THE DATA Start Marker
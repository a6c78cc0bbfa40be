use crate::emergency::EmergencyController;
use crate::protocol::{Packet, PlaneId, RequestType};
use crate::queue::{RequestQueue, QUEUE_CAPACITY};
use crate::registry::PlaneRegistry;
use crate::runway::{Operation, Runway, RunwayManager};
use heapless::Vec;
use serde::{Deserialize, Serialize};
use static_assertions::const_assert;
use tracing::{debug, info, warn};

/// Worst case is an emergency flushing both full queues.
pub const MAX_REPLIES: usize = 2 * QUEUE_CAPACITY;

/// Valid bits of the runway override input.
pub const RUNWAY_OVERRIDE_MASK: u8 = 0b11;

const_assert!(RUNWAY_OVERRIDE_MASK.count_ones() as usize == crate::runway::RUNWAY_COUNT);

pub type Replies = Vec<Packet, MAX_REPLIES>;

/// Externally sampled switches that sit outside the packet protocol.
#[derive(Debug, Clone, Copy, Default, PartialEq, Eq, Serialize, Deserialize)]
#[serde(default)]
pub struct ControlInputs {
    /// Non-zero selects alternating arbitration; bit n closes runway n.
    pub runway_override: u8,
    /// Lets any plane resolve the active emergency.
    pub emergency_override: bool,
}

impl ControlInputs {
    pub fn alternating(&self) -> bool {
        self.runway_override & RUNWAY_OVERRIDE_MASK != 0
    }

    pub fn is_closed(&self, runway: Runway) -> bool {
        self.runway_override & runway.mask() != 0
    }
}

#[derive(Debug, Clone, Copy, Default, PartialEq, Eq, Serialize, Deserialize)]
#[serde(default)]
pub struct ArbiterConfig {
    /// Retire a plane's ID once it declares its runway clear.
    pub release_on_declare: bool,
}

#[derive(Debug, Clone, Copy, Default, PartialEq, Eq, Serialize, Deserialize)]
pub struct ArbiterStats {
    pub packets: u32,
    pub allocations: u32,
    pub airspace_full: u32,
    pub clearances: u32,
    pub holds: u32,
    pub diverts: u32,
    pub say_agains: u32,
    pub ignored: u32,
}

/// Everything the tower mutates, kept in one place and touched only by [`Arbiter`].
#[derive(Debug, Default)]
pub struct ControllerState {
    registry: PlaneRegistry,
    runways: RunwayManager,
    takeoff_queue: RequestQueue,
    landing_queue: RequestQueue,
    emergency: EmergencyController,
    takeoff_first: bool,
}

impl ControllerState {
    pub fn new() -> Self {
        Self::default()
    }

    pub fn registry(&self) -> &PlaneRegistry {
        &self.registry
    }

    pub fn runways(&self) -> &RunwayManager {
        &self.runways
    }

    pub fn queue(&self, operation: Operation) -> &RequestQueue {
        match operation {
            Operation::Takeoff => &self.takeoff_queue,
            Operation::Landing => &self.landing_queue,
        }
    }

    pub fn takeoff_queue(&self) -> &RequestQueue {
        &self.takeoff_queue
    }

    pub fn landing_queue(&self) -> &RequestQueue {
        &self.landing_queue
    }

    pub fn emergency(&self) -> &EmergencyController {
        &self.emergency
    }

    pub fn takeoff_first(&self) -> bool {
        self.takeoff_first
    }

    fn queue_mut(&mut self, operation: Operation) -> &mut RequestQueue {
        match operation {
            Operation::Takeoff => &mut self.takeoff_queue,
            Operation::Landing => &mut self.landing_queue,
        }
    }

    /// Queue `plane` is waiting in, if any.
    fn waiting_for(&self, plane: PlaneId) -> Option<Operation> {
        [Operation::Takeoff, Operation::Landing]
            .into_iter()
            .find(|operation| self.queue(*operation).contains(plane))
    }
}

/// The tower: decodes one packet at a time and decides the replies.
#[derive(Debug, Default)]
pub struct Arbiter {
    state: ControllerState,
    controls: ControlInputs,
    config: ArbiterConfig,
    stats: ArbiterStats,
    last_replies: Vec<u8, MAX_REPLIES>,
}

impl Arbiter {
    pub fn new() -> Self {
        Self::default()
    }

    pub fn with_config(config: ArbiterConfig) -> Self {
        Self {
            config,
            ..Self::default()
        }
    }

    pub fn state(&self) -> &ControllerState {
        &self.state
    }

    pub fn controls(&self) -> ControlInputs {
        self.controls
    }

    pub fn set_controls(&mut self, controls: ControlInputs) {
        self.controls = controls;
    }

    pub fn set_runway_override(&mut self, mask: u8) {
        self.controls.runway_override = mask & RUNWAY_OVERRIDE_MASK;
    }

    pub fn set_emergency_override(&mut self, enabled: bool) {
        self.controls.emergency_override = enabled;
    }

    pub fn config(&self) -> ArbiterConfig {
        self.config
    }

    pub fn stats(&self) -> &ArbiterStats {
        &self.stats
    }

    /// Encoded replies produced by the most recent dispatch.
    pub fn last_replies(&self) -> &[u8] {
        &self.last_replies
    }

    /// Back to power-on state. Controls and policy are kept.
    pub fn reset(&mut self) {
        self.state = ControllerState::new();
        self.stats = ArbiterStats::default();
        self.last_replies.clear();
        info!("Tower reset");
    }

    pub fn process_byte(&mut self, byte: u8) -> Replies {
        self.dispatch(Packet::decode(byte))
    }

    /// Handles one request completely. Every input yields a deterministic
    /// (possibly empty) set of replies.
    pub fn dispatch(&mut self, packet: Packet) -> Replies {
        self.stats.packets = self.stats.packets.wrapping_add(1);
        let mut replies = Replies::new();
        let plane = packet.plane;

        match packet.kind {
            RequestType::IdPlease => self.handle_id_please(&mut replies),
            RequestType::Clear | RequestType::Hold | RequestType::SayAgain | RequestType::Divert => {
                debug!(%plane, kind = ?packet.kind, "reply-only type received as request");
                self.say_again(plane, &mut replies);
            }
            _ if !self.state.registry.is_allocated(plane) => {
                debug!(%plane, kind = ?packet.kind, "request from unallocated plane");
                self.say_again(plane, &mut replies);
            }
            RequestType::Request => {
                self.handle_request(plane, Operation::from_bit(packet.action), &mut replies);
            }
            RequestType::Declare => {
                self.handle_declare(plane, Runway::from_bit(packet.action), &mut replies);
            }
            RequestType::Emergency => {
                if packet.action {
                    self.handle_emergency_declare(plane, &mut replies);
                } else {
                    self.handle_emergency_resolve(plane);
                }
            }
        }

        self.last_replies = replies.iter().map(|reply| reply.encode()).collect();
        replies
    }

    fn handle_id_please(&mut self, replies: &mut Replies) {
        match self.state.registry.allocate() {
            Some(plane) => {
                self.stats.allocations = self.stats.allocations.wrapping_add(1);
                debug!(%plane, "ID allocated");
                push_reply(replies, Packet::id_available(plane));
            }
            None => {
                self.stats.airspace_full = self.stats.airspace_full.wrapping_add(1);
                debug!("Airspace full");
                push_reply(replies, Packet::airspace_full());
            }
        }
    }

    fn handle_request(&mut self, plane: PlaneId, operation: Operation, replies: &mut Replies) {
        if self.state.runways.runway_of(plane).is_some() || self.state.waiting_for(plane).is_some() {
            debug!(%plane, %operation, "duplicate request");
            self.say_again(plane, replies);
            return;
        }

        if let Some(runway) = self.open_runway_for(plane) {
            self.state.runways.try_reserve(runway, plane, operation);
            self.clear(plane, runway, replies);
        } else if self.state.queue_mut(operation).enqueue(plane) {
            self.stats.holds = self.stats.holds.wrapping_add(1);
            debug!(%plane, %operation, "holding");
            push_reply(replies, Packet::hold(plane));
        } else {
            warn!(%plane, %operation, "queue full");
            self.divert(plane, replies);
        }
    }

    fn handle_declare(&mut self, plane: PlaneId, runway: Runway, replies: &mut Replies) {
        let vacated = match self.state.runways.status(runway).occupant() {
            Some(occupant) if occupant.plane == plane => occupant.operation,
            _ => {
                self.stats.ignored = self.stats.ignored.wrapping_add(1);
                debug!(%plane, %runway, "declare ignored, plane not on runway");
                return;
            }
        };

        self.state.runways.release(runway);
        if self.config.release_on_declare {
            self.release_id(plane);
        }
        debug!(%plane, %runway, operation = %vacated, "runway declared clear");

        if let Some(next) = self.arbitrate(runway, vacated) {
            self.clear(next, runway, replies);
        }
    }

    fn handle_emergency_declare(&mut self, plane: PlaneId, replies: &mut Replies) {
        if !self.state.emergency.declare(plane) {
            self.stats.ignored = self.stats.ignored.wrapping_add(1);
            warn!(%plane, holder = ?self.state.emergency.holder(), "emergency already active");
            return;
        }

        info!(%plane, "Emergency declared");
        for operation in [Operation::Takeoff, Operation::Landing] {
            let flushed = self.state.queue_mut(operation).remove_all_matching(|waiting| waiting != plane);
            for waiting in flushed {
                self.divert(waiting, replies);
            }
        }
    }

    fn handle_emergency_resolve(&mut self, plane: PlaneId) {
        let Some(holder) = self.state.emergency.resolve(plane, self.controls.emergency_override) else {
            self.stats.ignored = self.stats.ignored.wrapping_add(1);
            debug!(%plane, "emergency resolve ignored");
            return;
        };

        self.state.registry.release(holder);
        if let Some(runway) = self.state.runways.runway_of(holder) {
            self.state.runways.release(runway);
        }
        self.state.takeoff_queue.remove(holder);
        self.state.landing_queue.remove(holder);
        info!(%holder, resolved_by = %plane, "Emergency resolved");
    }

    /// Picks who goes next onto the just-vacated `runway`.
    fn arbitrate(&mut self, runway: Runway, vacated: Operation) -> Option<PlaneId> {
        if self.controls.is_closed(runway) {
            return None;
        }

        // Only the holder moves during an emergency
        if let Some(holder) = self.state.emergency.holder() {
            let operation = self.state.waiting_for(holder)?;
            self.state.queue_mut(operation).remove(holder);
            self.state.runways.try_reserve(runway, holder, operation);
            return Some(holder);
        }

        let alternating = self.controls.alternating();
        let operation = if alternating {
            self.alternating_choice()?
        } else {
            vacated
        };

        let next = self.state.queue_mut(operation).dequeue()?;
        self.state.runways.try_reserve(runway, next, operation);
        if alternating {
            self.state.takeoff_first = !self.state.takeoff_first;
        }
        Some(next)
    }

    fn alternating_choice(&self) -> Option<Operation> {
        let takeoff_waiting = !self.state.takeoff_queue.is_empty();
        let landing_waiting = !self.state.landing_queue.is_empty();

        if self.state.takeoff_first && takeoff_waiting {
            Some(Operation::Takeoff)
        } else if landing_waiting {
            Some(Operation::Landing)
        } else if takeoff_waiting {
            Some(Operation::Takeoff)
        } else {
            None
        }
    }

    /// Lowest free runway `plane` may be cleared onto right now.
    fn open_runway_for(&self, plane: PlaneId) -> Option<Runway> {
        if let Some(holder) = self.state.emergency.holder() {
            if holder != plane {
                return None;
            }
        }

        Runway::ALL
            .into_iter()
            .find(|runway| self.state.runways.is_free(*runway) && !self.controls.is_closed(*runway))
    }

    fn clear(&mut self, plane: PlaneId, runway: Runway, replies: &mut Replies) {
        self.stats.clearances = self.stats.clearances.wrapping_add(1);
        debug!(%plane, %runway, "cleared");
        push_reply(replies, Packet::clear(plane, runway));
    }

    /// Returns `plane`'s ID to the pool, ending its emergency if it holds one.
    fn release_id(&mut self, plane: PlaneId) {
        self.state.registry.release(plane);
        if self.state.emergency.forfeit(plane) {
            warn!(%plane, "Emergency holder left airspace, emergency cleared");
        }
    }

    fn divert(&mut self, plane: PlaneId, replies: &mut Replies) {
        self.release_id(plane);
        self.stats.diverts = self.stats.diverts.wrapping_add(1);
        push_reply(replies, Packet::divert(plane));
    }

    fn say_again(&mut self, plane: PlaneId, replies: &mut Replies) {
        self.stats.say_agains = self.stats.say_agains.wrapping_add(1);
        push_reply(replies, Packet::say_again(plane));
    }
}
THE DATA End Marker
Across the entries above, how many lines contain "diverts"? Provide only the count.

EXERCISE OUTPUT - 2